Now lets all shout a glorious “AMEN” to that, shall we?
I am so excited to share an incredible testimony, written by an amazing and beloved friend. Lizzi has become dear to my heart, as we have grown close quick. I love how God places people in our lives for a reason. Don’t you?
She is a gifted writer and a beautiful soul. Don’t let her fool you. If you haven’t met her yet, you need to see what she’s all about. She gives plenty of her brilliance over at Considerings. Go see for yourself. And here, she shares a part of her that is both profound and powerful. I am personally in awe of her portrait of faith. Okay, enough of ME- it’s now time for Lizzi!
Chris asked me to write a devotional for her, which made me hugely excited and happy that she valued my words that much, but also made me think she might be making a huge mistake, you see, I’m pretty certain this might turn out to be a massive let-down.
Let me explain:
I remember very vividly, a few times in life where the sermon in church, or the discussion in home group, has suddenly gotten ‘pointy’. As in, pointing-at-me, ‘pointy’.
These times tend to be when the conversation or teaching wends towards the topic of WITNESS, and often includes the oh-everyone-knows-this verse from the end of Matthew’s gospel (also often referred to as The Great Commission)
“18 Then Jesus came to them and said, “All authority in heaven and on earth has been given to me. 19 Therefore go and make disciples of all nations, baptizing them in the name of the Father and of the Son and of the Holy Spirit, 20 and teaching them to obey everything I have commanded you.
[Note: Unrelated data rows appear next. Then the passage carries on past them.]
use axum::{
    extract::rejection::{JsonRejection, PathRejection, QueryRejection},
    http::StatusCode,
    response::{IntoResponse, Response},
    Json,
};
use serde_json::json;
use thiserror::Error;

use crate::gateway::GatewayError;

/// Postgres SQLSTATE for unique constraint violations.
const UNIQUE_VIOLATION: &str = "23505";

/// Application-level error type.
/// Implements `IntoResponse` so Axum handlers can return `Result<T, AppError>`.
#[derive(Debug, Error)]
pub enum AppError {
    #[error("Not found: {0}")]
    NotFound(String),

    #[error("Validation error: {0}")]
    Validation(String),

    #[error("Unauthorized")]
    Unauthorized,

    #[error("Conflict: {0}")]
    Conflict(String),

    /// Non-success reported by the upstream catalog service, or an error embedded in its payload.
    #[error("Upstream error (status {status}): {message}")]
    Upstream { status: u16, message: String },

    #[error("Network error: {0}")]
    Network(String),

    #[error("Database error: {0}")]
    Database(#[from] sqlx::Error),

    #[error("Internal server error: {0}")]
    Internal(#[from] anyhow::Error),
}

impl AppError {
    /// Returns true when a database error is a unique-constraint violation.
    pub fn is_unique_violation(err: &sqlx::Error) -> bool {
        matches!(
            err,
            sqlx::Error::Database(db) if db.code().as_deref() == Some(UNIQUE_VIOLATION)
        )
    }
}

impl From<GatewayError> for AppError {
    fn from(err: GatewayError) -> Self {
        match err {
            GatewayError::Upstream { status, reason } => AppError::Upstream {
                status,
                message: format!("Upstream service returned error: {status} {reason}"),
            },
            GatewayError::InvalidPath(msg) => AppError::Validation(msg),
            GatewayError::Network(e) => AppError::Network(e.to_string()),
            GatewayError::Decode(msg) => AppError::Network(msg),
        }
    }
}

impl From<JsonRejection> for AppError {
    fn from(rejection: JsonRejection) -> Self {
        AppError::Validation(rejection.body_text())
    }
}

impl From<PathRejection> for AppError {
    fn from(rejection: PathRejection) -> Self {
        AppError::Validation(rejection.body_text())
    }
}

impl From<QueryRejection> for AppError {
    fn from(rejection: QueryRejection) -> Self {
        AppError::Validation(rejection.body_text())
    }
}

impl IntoResponse for AppError {
    fn into_response(self) -> Response {
        let (status, code, message) = match &self {
            AppError::NotFound(msg) => (StatusCode::NOT_FOUND, "NOT_FOUND", msg.clone()),
            AppError::Validation(msg) => (StatusCode::BAD_REQUEST, "VALIDATION_ERROR", msg.clone()),
            AppError::Unauthorized => (
                StatusCode::UNAUTHORIZED,
                "UNAUTHORIZED",
                "Authentication required".to_string(),
            ),
            AppError::Conflict(msg) => (StatusCode::CONFLICT, "CONFLICT", msg.clone()),
            AppError::Upstream { status, message } => {
                tracing::warn!("Upstream error {status}: {message}");
                (
                    StatusCode::from_u16(*status).unwrap_or(StatusCode::BAD_GATEWAY),
                    "UPSTREAM_ERROR",
                    message.clone(),
                )
            }
            AppError::Network(msg) => {
                tracing::error!("Network error: {msg}");
                (
                    StatusCode::INTERNAL_SERVER_ERROR,
                    "NETWORK_ERROR",
                    "Failed to fetch data from the upstream service".to_string(),
                )
            }
            AppError::Database(e) => {
                tracing::error!("Database error: {e}");
                (
                    StatusCode::INTERNAL_SERVER_ERROR,
                    "DATABASE_ERROR",
                    "A database error occurred".to_string(),
                )
            }
            AppError::Internal(e) => {
                tracing::error!("Internal error: {e:?}");
                (
                    StatusCode::INTERNAL_SERVER_ERROR,
                    "INTERNAL_ERROR",
                    "An internal server error occurred".to_string(),
                )
            }
        };

        let body = Json(json!({
            "error": {
                "code": code,
                "message": message
            }
        }));

        (status, body).into_response()
    }
}

#[cfg(test)]
mod tests {
    use super::*;

    #[test]
    fn test_upstream_status_propagates() {
        let response = AppError::from(GatewayError::Upstream {
            status: 404,
            reason: "Not Found".to_string(),
        })
        .into_response();
        assert_eq!(response.status(), StatusCode::NOT_FOUND);
    }

    #[test]
    fn test_invalid_upstream_status_falls_back_to_bad_gateway() {
        let response = AppError::Upstream {
            status: 42,
            message: "weird".to_string(),
        }
        .into_response();
        assert_eq!(response.status(), StatusCode::BAD_GATEWAY);
    }

    #[test]
    fn test_taxonomy_status_codes() {
        let cases = [
            (AppError::Unauthorized, StatusCode::UNAUTHORIZED),
            (AppError::Validation("x".into()), StatusCode::BAD_REQUEST),
            (AppError::NotFound("x".into()), StatusCode::NOT_FOUND),
            (AppError::Conflict("x".into()), StatusCode::CONFLICT),
            (AppError::Network("x".into()), StatusCode::INTERNAL_SERVER_ERROR),
        ];
        for (err, expected) in cases {
            assert_eq!(err.into_response().status(), expected);
        }
    }
}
And surely I am with you always, to the very end of the age.”
The moment this passage gets brought up, I start getting twitchy. Because years ago, a very compelling teacher posed the question “If you were put on trial for being a Christian, would there be enough evidence to accuse you? If not, then you might want to think about that…”
Ack.
If there is one thing I can definitely guarantee, it’s that there is far more evidence against me being Christian than there ever could be for me being one.
The swearing. The anger and arguing. The struggles I’m having in my marriage and in sticking to my vows (love? honour? obey? who are you kidding?). The bitching behind backs. The flirting and occasional salacious comment. The resentment I harbour for my current situation as mother to two miscarried babies and potentially without the prospect of any further children, all due to Husby’s illness. The resentment which seems to be hardening in my heart, like a cold stone, when I look at him and wonder why he’s not better yet, or not trying harder to GET better yet. The irritation I nurture and feed, allowing myself to think negatively. My lack of faith that any Good can come of this, and that perhaps God doesn’t know what He’s doing, at ALL, sometimes.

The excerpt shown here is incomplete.